Susan Colby, The Bridgespan Group
Kim Smith, NewSchools Venture Fund
Jim Shelton, The Bill & Melinda Gates Foundation
September 2005
The buzz phrase is "taking it to scale." The question behind it is straightforward: "How do reform leaders grow the number of high-performing public schools serving children?" This short paper describes the school-development landscape so that potential funders and advocates might better understand the models currently used to start or replicate schools. Often the schools referred to are charters, though not always. The authors group the organizational models into categories, depending upon whether their operators exhibit "tight" or "loose" control over each school's design, and whether they exert tight or loose management controls. The key conclusion the report reaches is that the tighter the management that suppliers exercise over the schools being replicated (e.g. an Education Management Organization such as Edison Schools), the better the results - i.e., a greater chance of creating a high-quality school. But there's a downside. It also leads to slower, more costly execution. Loose control (such as an "association" or "design team" model would practice) is faster but also more apt to yield wide variations in quality. The authors add helpful descriptions of BayCES, KIPP, and Aspire Schools, among others, to illustrate their categories and make their points. It's an interesting paper, from three organizations that can speak with authority on this topic, and it brings some analytic thinking to a tricky subject. You can find it online here.
Kevin R. Kosar
Lynne Rienner Publishers, 2005
The celebrated 1983 report A Nation at Risk warned of a rapid decline in American students' academic achievements. But the truth, says Kevin Kosar in his new book Failing Grades, is that mediocrity "is not rising: it has been high for at least three decades." He points the finger of blame at our political system, which specializes in stonewalling serious reform efforts. Legislation that could effect real educational change is repeatedly neutered in the lawmaking process by both conservatives (Kosar calls them "antistatists") and liberals (Kosar calls them "liberals") who subordinate the reforms to their own hodge-podge of interests. Kosar describes this neutering in detail, pulling the wool off the process that reduced America 2000 (pitched in 1991) and Goals 2000 (pitched in 1993) to little more than weak tea. Even the No Child Left Behind Act, arguably the most important education reform legislation in four decades, was conceived only with considerable assuaging of liberal and antistatist fears. Kosar writes: "Though touted as a revolution, the No Child Left Behind Act is more of an evolution." While it may be the most wide-reaching attempt at federal control of the nation's schools, it is actually the states and districts that retain the power. Washington-watchers will then ask, "OK, so what's new? And what now?" They won't find those answers here. Kosar doesn't supply them.. Instead, the value of this book is uncovering what has come before. Thanks to this work, we'll all be a little less blind in the future to the realities of the struggles ahead. Legislation that changes American education for the better will be tough to come by, Kosar notes, but in the end, "It's a struggle well worth undertaking." To be sure.

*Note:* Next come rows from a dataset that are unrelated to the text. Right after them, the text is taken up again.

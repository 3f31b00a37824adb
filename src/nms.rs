// 该文件是 Shihuo （识货） 项目的一部分。
// src/nms.rs - 非极大值抑制
//
// 本程序遵循 GNU Affero 通用公共许可证（AGPL）许可协议。
// 本程序的发布旨在提供实用价值，但不作任何形式的担保，
// 包括但不限于对适销性或特定用途适用性的默示担保。
// 更多详情请参阅 GNU 通用公共许可证。
//
// Copyright (C) 2026 Johann Li <me@qinka.pro>, ETVP

use crate::detection::{BoundingBox, Candidate};

/// 两个框的交并比。不相交或任一框退化（面积为零）时为 0
pub fn iou(a: &BoundingBox, b: &BoundingBox) -> f32 {
  let left = a.x.max(b.x);
  let top = a.y.max(b.y);
  let right = a.right().min(b.right());
  let bottom = a.bottom().min(b.bottom());
  if right <= left || bottom <= top {
    return 0.0;
  }
  let intersection = (right - left) * (bottom - top);
  let union = a.area() + b.area() - intersection;
  if union <= 0.0 {
    return 0.0;
  }
  intersection / union
}

/// 贪心非极大值抑制，跨类别比较框
#[derive(Debug, Clone)]
pub struct NonMaxSuppressor {
  iou_threshold: f32,
}

impl NonMaxSuppressor {
  pub fn new(iou_threshold: f32) -> Self {
    Self { iou_threshold }
  }

  /// 按置信度从高到低保留候选，与已保留框交并比超过阈值的被抑制。
  /// 返回结果保持置信度降序。
  pub fn suppress<'a>(&self, mut candidates: Vec<Candidate<'a>>) -> Vec<Candidate<'a>> {
    candidates.sort_by(|a, b| b.confidence.total_cmp(&a.confidence));
    let mut kept: Vec<Candidate<'a>> = Vec::new();
    for candidate in candidates {
      let suppressed = kept
        .iter()
        .any(|k| iou(&k.bbox, &candidate.bbox) > self.iou_threshold);
      if !suppressed {
        kept.push(candidate);
      }
    }
    kept
  }
}

#[cfg(test)]
mod tests {
  use super::*;

  fn bbox(x: f32, y: f32, w: f32, h: f32) -> BoundingBox {
    BoundingBox {
      x,
      y,
      width: w,
      height: h,
    }
  }

  fn candidate(confidence: f32, b: BoundingBox) -> Candidate<'static> {
    Candidate {
      class_id: 0,
      name: "Pepsi",
      confidence,
      bbox: b,
    }
  }

  #[test]
  fn test_iou_identical_and_disjoint() {
    let a = bbox(0.0, 0.0, 100.0, 100.0);
    let b = bbox(200.0, 200.0, 50.0, 50.0);
    assert!((iou(&a, &a) - 1.0).abs() < 1e-6);
    assert_eq!(iou(&a, &b), 0.0);
  }

  #[test]
  fn test_iou_degenerate_is_zero() {
    let a = bbox(0.0, 0.0, 100.0, 100.0);
    let degenerate = bbox(50.0, 50.0, 0.0, 80.0);
    assert_eq!(iou(&a, &degenerate), 0.0);
  }

  #[test]
  fn test_heavy_overlap_suppressed() {
    // 交并比 2/3, 超过 0.45, 低分框被抑制
    let nms = NonMaxSuppressor::new(0.45);
    let kept = nms.suppress(vec![
      candidate(0.8, bbox(20.0, 0.0, 100.0, 100.0)),
      candidate(0.9, bbox(0.0, 0.0, 100.0, 100.0)),
    ]);
    assert_eq!(kept.len(), 1);
    assert_eq!(kept[0].confidence, 0.9);
  }

  #[test]
  fn test_light_overlap_kept() {
    // 交并比 1/3, 未超阈值, 两者都保留
    let nms = NonMaxSuppressor::new(0.45);
    let kept = nms.suppress(vec![
      candidate(0.9, bbox(0.0, 0.0, 100.0, 100.0)),
      candidate(0.8, bbox(50.0, 0.0, 100.0, 100.0)),
    ]);
    assert_eq!(kept.len(), 2);
  }

  #[test]
  fn test_output_sorted_descending() {
    let nms = NonMaxSuppressor::new(0.45);
    let kept = nms.suppress(vec![
      candidate(0.3, bbox(0.0, 0.0, 10.0, 10.0)),
      candidate(0.9, bbox(200.0, 0.0, 10.0, 10.0)),
      candidate(0.6, bbox(400.0, 0.0, 10.0, 10.0)),
    ]);
    let confs: Vec<_> = kept.iter().map(|c| c.confidence).collect();
    assert_eq!(confs, vec![0.9, 0.6, 0.3]);
  }
}
// 该文件是 Shihuo （识货） 项目的一部分。
// src/labels.rs - 类别标签表
//
// 本程序遵循 GNU Affero 通用公共许可证（AGPL）许可协议。
// 本程序的发布旨在提供实用价值，但不作任何形式的担保，
// 包括但不限于对适销性或特定用途适用性的默示担保。
// 更多详情请参阅 GNU 通用公共许可证。
//
// Copyright (C) 2026 Johann Li <me@qinka.pro>, ETVP

use std::path::Path;

use thiserror::Error;
use tracing::{debug, warn};

/// 内置类别名称，标签文件缺失时使用
pub const DEFAULT_LABELS: [&str; 7] = [
  "7up",
  "Cheetos",
  "Manzanita Sol",
  "Mirinda",
  "Pepsi",
  "Pepsi Black",
  "Squirt",
];

#[derive(Error, Debug)]
pub enum LabelError {
  #[error("标签文件读取失败: {0}")]
  Io(#[from] std::io::Error),
  #[error("标签文件为空")]
  Empty,
}

/// 类别标签表，行序即类别编号
#[derive(Debug, Clone)]
pub struct LabelTable {
  names: Box<[String]>,
}

impl LabelTable {
  /// 从文本文件加载，一行一个类别，空行忽略
  pub fn from_file(path: impl AsRef<Path>) -> Result<Self, LabelError> {
    let content = std::fs::read_to_string(path.as_ref())?;
    let names: Vec<String> = content
      .lines()
      .map(str::trim)
      .filter(|line| !line.is_empty())
      .map(str::to_string)
      .collect();

    if names.is_empty() {
      return Err(LabelError::Empty);
    }

    debug!("加载 {} 个类别标签", names.len());
    Ok(Self {
      names: names.into_boxed_slice(),
    })
  }

  /// 加载标签文件，失败时退回内置列表
  pub fn from_file_or_default(path: Option<&Path>) -> Self {
    match path {
      Some(path) => match Self::from_file(path) {
        Ok(table) => table,
        Err(e) => {
          warn!("无法加载标签文件 {}: {}, 使用内置类别", path.display(), e);
          Self::default()
        }
      },
      None => Self::default(),
    }
  }

  pub fn name(&self, class_id: usize) -> Option<&str> {
    self.names.get(class_id).map(String::as_str)
  }

  pub fn len(&self) -> usize {
    self.names.len()
  }

  pub fn is_empty(&self) -> bool {
    self.names.is_empty()
  }

  pub fn names(&self) -> impl Iterator<Item = &str> {
    self.names.iter().map(String::as_str)
  }
}

impl Default for LabelTable {
  fn default() -> Self {
    Self {
      names: DEFAULT_LABELS
        .iter()
        .map(|s| s.to_string())
        .collect::<Vec<_>>()
        .into_boxed_slice(),
    }
  }
}

#[cfg(test)]
mod tests {
  use super::*;

  #[test]
  fn test_default_labels() {
    let table = LabelTable::default();
    assert_eq!(table.len(), 7);
    assert_eq!(table.name(0), Some("7up"));
    assert_eq!(table.name(5), Some("Pepsi Black"));
    assert_eq!(table.name(7), None);
  }

  #[test]
  fn test_from_file_skips_blank_lines() {
    let mut path = std::env::temp_dir();
    path.push(format!("shihuo-labels-{}.txt", std::process::id()));
    std::fs::write(&path, "Pepsi\n\n  \nCheetos\n").unwrap();

    let table = LabelTable::from_file(&path).unwrap();
    assert_eq!(table.len(), 2);
    assert_eq!(table.name(0), Some("Pepsi"));
    assert_eq!(table.name(1), Some("Cheetos"));

    std::fs::remove_file(path).unwrap();
  }

  #[test]
  fn test_missing_file_falls_back() {
    let table = LabelTable::from_file_or_default(Some(Path::new("/不存在/labels.txt")));
    assert_eq!(table.len(), DEFAULT_LABELS.len());
  }

  #[test]
  fn test_empty_file_is_error() {
    let mut path = std::env::temp_dir();
    path.push(format!("shihuo-labels-empty-{}.txt", std::process::id()));
    std::fs::write(&path, "\n\n").unwrap();

    assert!(matches!(LabelTable::from_file(&path), Err(LabelError::Empty)));

    std::fs::remove_file(path).unwrap();
  }
}
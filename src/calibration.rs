// 该文件是 Shihuo （识货） 项目的一部分。
// src/calibration.rs - 置信度校准表
//
// 本程序遵循 GNU Affero 通用公共许可证（AGPL）许可协议。
// 本程序的发布旨在提供实用价值，但不作任何形式的担保，
// 包括但不限于对适销性或特定用途适用性的默示担保。
// 更多详情请参阅 GNU 通用公共许可证。
//
// Copyright (C) 2026 Johann Li <me@qinka.pro>, ETVP

use std::collections::HashMap;
use std::fs;
use std::path::{Path, PathBuf};

use serde::Deserialize;
use thiserror::Error;
use tracing::info;

use crate::detection::Candidate;
use crate::stats::DetectionStats;

#[derive(Error, Debug)]
pub enum CalibrationError {
  #[error("无法读取校准文件 {path}: {source}")]
  Io {
    path: PathBuf,
    #[source]
    source: std::io::Error,
  },
  #[error("校准文件解析失败: {0}")]
  Parse(#[from] serde_json::Error),
}

fn default_boost() -> f32 {
  1.0
}

/// 单个类别的校准参数
#[derive(Debug, Clone, Deserialize)]
pub struct CalibrationEntry {
  pub threshold: f32,
  #[serde(default = "default_boost")]
  pub boost_factor: f32,
}

fn default_min_total() -> u64 {
  10
}

fn default_trigger_ratio() -> f32 {
  0.6
}

fn default_pivot_ratio() -> f32 {
  0.4
}

fn default_gain() -> f32 {
  0.5
}

/// 当某一类别在统计中占比过高时，动态抬高其阈值。
///
/// 占比超过 `trigger_ratio` 且总数超过 `min_total` 时生效，
/// 罚值为 `(占比 - pivot_ratio) * gain`，叠加在基础阈值之上。
#[derive(Debug, Clone, Deserialize)]
pub struct DominancePenalty {
  pub class: String,
  #[serde(default = "default_min_total")]
  pub min_total: u64,
  #[serde(default = "default_trigger_ratio")]
  pub trigger_ratio: f32,
  #[serde(default = "default_pivot_ratio")]
  pub pivot_ratio: f32,
  #[serde(default = "default_gain")]
  pub gain: f32,
}

fn default_threshold() -> f32 {
  0.25
}

/// 置信度校准表，决定每个类别的接受阈值与增益
#[derive(Debug, Clone, Deserialize)]
pub struct CalibrationTable {
  #[serde(default = "default_threshold")]
  pub default_threshold: f32,
  #[serde(default)]
  pub entries: HashMap<String, CalibrationEntry>,
  #[serde(default)]
  pub dominance: Option<DominancePenalty>,
}

impl Default for CalibrationTable {
  /// 针对货架商品模型调参后的出厂校准表
  fn default() -> Self {
    fn entry(threshold: f32, boost_factor: f32) -> CalibrationEntry {
      CalibrationEntry {
        threshold,
        boost_factor,
      }
    }
    let mut entries = HashMap::new();
    entries.insert("7up".to_string(), entry(0.20, 1.10));
    entries.insert("Mirinda".to_string(), entry(0.20, 1.10));
    entries.insert("Squirt".to_string(), entry(0.20, 1.10));
    entries.insert("Pepsi".to_string(), entry(0.20, 1.0));
    entries.insert("Manzanita Sol".to_string(), entry(0.20, 1.0));
    entries.insert("Pepsi Black".to_string(), entry(0.25, 0.95));
    entries.insert("Cheetos".to_string(), entry(0.25, 1.0));
    Self {
      default_threshold: 0.25,
      entries,
      dominance: Some(DominancePenalty {
        class: "Pepsi Black".to_string(),
        min_total: default_min_total(),
        trigger_ratio: default_trigger_ratio(),
        pivot_ratio: default_pivot_ratio(),
        gain: default_gain(),
      }),
    }
  }
}

impl CalibrationTable {
  pub fn from_json_file(path: impl AsRef<Path>) -> Result<Self, CalibrationError> {
    let path = path.as_ref();
    let raw = fs::read_to_string(path).map_err(|e| CalibrationError::Io {
      path: path.to_path_buf(),
      source: e,
    })?;
    let table: Self = serde_json::from_str(&raw)?;
    info!("已加载校准表 {}, 共 {} 个类别", path.display(), table.entries.len());
    Ok(table)
  }

  pub fn boost_for(&self, class_name: &str) -> f32 {
    self
      .entries
      .get(class_name)
      .map(|e| e.boost_factor)
      .unwrap_or(1.0)
  }

  /// 类别的当前有效阈值，含动态抬高部分
  pub fn threshold_for(&self, class_name: &str, stats: &DetectionStats) -> f32 {
    let base = self
      .entries
      .get(class_name)
      .map(|e| e.threshold)
      .unwrap_or(self.default_threshold);
    if let Some(dominance) = &self.dominance {
      if dominance.class == class_name && stats.total() > dominance.min_total {
        let ratio = stats.ratio_for(class_name);
        if ratio > dominance.trigger_ratio {
          return base + (ratio - dominance.pivot_ratio) * dominance.gain;
        }
      }
    }
    base
  }

  /// 对候选应用增益并按阈值筛选，接受时计入统计。
  ///
  /// 增益后的置信度封顶为 1.0；低于或等于阈值的候选被丢弃。
  pub fn calibrate<'a>(
    &self,
    mut candidate: Candidate<'a>,
    stats: &mut DetectionStats,
  ) -> Option<Candidate<'a>> {
    let boosted = (candidate.confidence * self.boost_for(candidate.name)).min(1.0);
    let threshold = self.threshold_for(candidate.name, stats);
    if boosted <= threshold {
      return None;
    }
    candidate.confidence = boosted;
    stats.record(candidate.name);
    Some(candidate)
  }
}
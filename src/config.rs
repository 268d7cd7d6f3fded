/// Default depth of the command channel.
pub const DEFAULT_CAPACITY: usize = 64;

/// Configuration for a [`SafeMap`](crate::SafeMap) actor.
///
/// ```rust
/// use safemap::SafeMapConfig;
///
/// let config = SafeMapConfig::default()
///     .with_capacity(128)
///     .with_name("sessions");
/// ```
#[derive(Debug, Clone)]
pub struct SafeMapConfig {
    /// How many commands may be queued before senders wait (default: 64).
    pub capacity: usize,
    /// Label attached to the actor's tracing span.
    pub name: Option<String>,
}

impl Default for SafeMapConfig {
    fn default() -> Self {
        Self {
            capacity: DEFAULT_CAPACITY,
            name: None,
        }
    }
}

impl SafeMapConfig {
    /// Creates a new configuration with default values
    pub fn new() -> Self {
        Self::default()
    }

    /// Sets the command channel depth.
    ///
    /// A full channel makes every sender wait until the actor catches up.
    /// Zero is not a valid mpsc capacity and is raised to one.
    pub fn with_capacity(mut self, capacity: usize) -> Self {
        self.capacity = capacity.max(1);
        self
    }

    /// Sets the name used in log output.
    pub fn with_name(mut self, name: impl Into<String>) -> Self {
        self.name = Some(name.into());
        self
    }
}
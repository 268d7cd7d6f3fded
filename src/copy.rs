use serde::de::DeserializeOwned;
use serde::Serialize;

use crate::Result;

/// Copies `value` through a bincode encode/decode round trip.
///
/// The result shares no allocation with the input, including whatever sits
/// behind `Arc`/`Rc` (serde's `rc` feature rebuilds them). Types that need
/// `deserialize_any`, like untagged enums, cannot pass through bincode and
/// fail here instead of being copied partially.
pub(crate) fn deep_copy<T>(value: &T) -> Result<T>
where
    T: Serialize + DeserializeOwned,
{
    let bytes = bincode::serialize(value)?;
    Ok(bincode::deserialize(&bytes)?)
}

Education Intelligence Agency
October 3, 2005
The NEA's passion for liberal causes is well-documented, but how representative are that union's higher ups of those they're elected to represent? Two recent surveys - one of NEA members, filed with the association in July, and one of NEA's local affiliation presidents, filed in August - provide some insight. A surprising 61 percent of NEA members who participated in the annual survey placed their political affiliations with the right. Compare this with the survey of NEA local affiliate presidents, who were grouped into one of five categories based upon the size of their membership (tiny, less than 50; small, 50-149; medium, 150-499; large, 500-999; and jumbo, over 1,000). Forty-nine percent of local presidents leading tiny shops consider themselves liberal. As the size of the membership increases, so, too, does the percentage of presidents who self-identify as liberal. Sixty-three percent of presidents of medium-sized locals say they're liberal, while a whopping 82 percent of those who lead "jumbo" locals claim that designation. So how is it that a union membership that leans right gets presidents who lean left? Most likely, member inaction - and activist action. Thirty-six percent of surveyed NEA members admit that they are "not at all" involved at the local, state, or national level. Perhaps this creates an opportunity for reform-minded teacher organizations? You can read an analysis of the surveys here.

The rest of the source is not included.